While the decrease in surgical volume in the initial shutdown was observed across all major surgery categories, the steepest declines were observed in otolaryngology (ear, nose, throat [ENT]) procedures (incidence rate ratio [IRR], 0.30; P < .001), followed by cataract procedures (IRR, 0.11; P = .03).
There were no significant reductions during the period in organ transplants or cesarean deliveries vs 2019, the authors note.
The rebound of surgery volumes compared with 2019 levels was also observed across all surgical categories with the exception of ENT procedures, which remained lower vs 2019 levels (IRR, 0.70; P < .001).
The stronger impact on ENT surgeries may reflect heightened concerns related to the nature of the procedures, which place the surgeon in closest contact with the patient’s airway and secretions, the authors suggest.
Preparedness Allowed for Rebound Amid Surge
Of note, the US had no framework or protocol in place to respond to a sudden contraction in surgical procedure volume. Nevertheless, no time was wasted in developing measures to get things rolling again — within 35 days of the recommendations to postpone elective procedures, the ACS and others issued new guidance to resume surgical procedures.
By the time the surge arrived in the fall, hospital preparedness had changed dramatically, with new knowledge of the virus and strategies for testing and reducing transmission, Wren said.
“By that time, hospitals had critical COVID-19 testing capacity and the recognition that ambulatory surgical procedures could continue without compromising hospital bed capacity,” she said.
“Infection control procedures were associated with the near disappearance of nosocomial transmission and infections among health care workers.”
While financial factors were likely also driving forces in the rapid rebound in surgical volume, the study did not include an economic analysis.
The question of whether the missed 670,000 surgical procedures were partly linked to the 550,00 to 660,000 pandemic-related deaths “could be a fruitful area of research,” the authors note.
Key Lesson: Policies Should Address Regional Challenges
“I think the key lessons learned were that local and regional conditions should drive policy,” Wren said, noting, for instance, a much different infection rate in southern vs northern California.

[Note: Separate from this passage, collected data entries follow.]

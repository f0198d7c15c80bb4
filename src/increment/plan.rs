//! Pure computation of an increment against one fetched sheet.

use crate::error::{Error, Result};
use crate::sheet::{parse_leading_int, CellRef, HeaderIndex, RowRef, ScoreDelta, SheetMatrix};

/// Column holding the accumulated score.
pub const POINTS_COLUMN: &str = "Points";
/// Column counting how many increments a row received.
pub const VOTES_COLUMN: &str = "Votes";

/// Raw cells an increment was computed from.
#[derive(Debug, Clone, PartialEq, Eq)]
struct Observed {
    row: RowRef,
    points_column: usize,
    votes_column: usize,
    points: Option<String>,
    votes: Option<String>,
}

/// The writes an increment will issue, derived from a single sheet read.
#[derive(Debug, Clone, PartialEq, Eq)]
pub struct IncrementPlan {
    /// Requested ID, trimmed.
    pub id: String,
    pub delta: ScoreDelta,
    pub new_points: i64,
    pub new_votes: i64,
    /// Number of data rows carrying this ID. Only the first is updated.
    pub matches: usize,
    observed: Observed,
}

impl IncrementPlan {
    /// Validate the sheet and compute the new Points and Votes values.
    ///
    /// Checks run in order: empty sheet, `Points` column, `Votes` column,
    /// then the ID, which is matched against the first cell of each data row
    /// with surrounding whitespace ignored on both sides.
    pub fn prepare(matrix: &SheetMatrix, id: &str, delta: ScoreDelta) -> Result<Self> {
        if matrix.is_empty() {
            return Err(Error::EmptySheet);
        }

        let headers = HeaderIndex::from_headers(matrix.headers());
        let points_column = headers.require(POINTS_COLUMN)?;
        let votes_column = headers.require(VOTES_COLUMN)?;

        let wanted = id.trim();
        let mut matching = matrix
            .data_rows()
            .iter()
            .enumerate()
            .filter(|(_, cells)| cells.first().map(|c| c.trim()) == Some(wanted))
            .map(|(index, _)| index);
        let data_index = matching.next().ok_or_else(|| Error::NotFound {
            id: wanted.to_string(),
        })?;
        let matches = 1 + matching.count();

        let row = RowRef::from_data_index(data_index);
        let points = matrix.cell(row, points_column).map(str::to_string);
        let votes = matrix.cell(row, votes_column).map(str::to_string);

        let current_points = points.as_deref().map(parse_leading_int).unwrap_or(0);
        let current_votes = votes.as_deref().map(parse_leading_int).unwrap_or(0);

        Ok(Self {
            id: wanted.to_string(),
            delta,
            new_points: current_points.saturating_add(delta.value()),
            new_votes: current_votes.saturating_add(1),
            matches,
            observed: Observed {
                row,
                points_column,
                votes_column,
                points,
                votes,
            },
        })
    }

    pub fn row(&self) -> RowRef {
        self.observed.row
    }

    pub fn points_cell(&self) -> CellRef {
        CellRef::new(self.observed.points_column, self.observed.row)
    }

    pub fn votes_cell(&self) -> CellRef {
        CellRef::new(self.observed.votes_column, self.observed.row)
    }

    /// True when a later read still shows the same row, columns and values
    /// this plan was computed from.
    pub fn is_current(&self, matrix: &SheetMatrix) -> bool {
        match Self::prepare(matrix, &self.id, self.delta) {
            Ok(again) => again.observed == self.observed,
            Err(_) => false,
        }
    }
}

“Why should northern California limit inpatient elective procedures as long as they had adequate PPE, testing, and their beds were not needed to alleviate shortages in northern California?” she asked.
Dr Rawn Salenger
Commenting on the study, Rawn Salenger, MD, chief of cardiac surgery at the University of Maryland Saint Joseph Medical Center, in Baltimore, Maryland, said he was surprised by the quick rebound.
“Many of us suspected there would be a rebound of pent up demand for surgeries, but I’m surprised at how early it returned to baseline levels,” Salenger told Medscape Medical News.
“I think COVID-19 caught our health system off guard in many ways, but it’s a testament to the people in the healthcare workforce that those on the ground in various institutions found ways to care for COVID-19 patients and, as this article shows, found ways to also provide other care that was necessary for those with non-COVID-related illness.”
Nursing Shortage a “Lagging Phenomenon”
Salenger noted that a key critical issue affecting surgeries — and the broader healthcare system in general — is that the nursing shortage is not yet showing signs of a rebound.
“We’ve had nursing shortages since I’ve been in healthcare, before, but this is the most severe shortage I’ve ever seen since being in healthcare,” he said. “Even as the pandemic has gained some control, the nursing shortage has only become more severe, so it’s likely a lagging phenomenon.”
And Salenger added, “The reasons are multifactorial, but the shortage was touched off by the pandemic, so it would be interesting to see a follow-up study looking at the impact of that on care delivery.”
The authors and Salenger have disclosed no relevant financial relationships.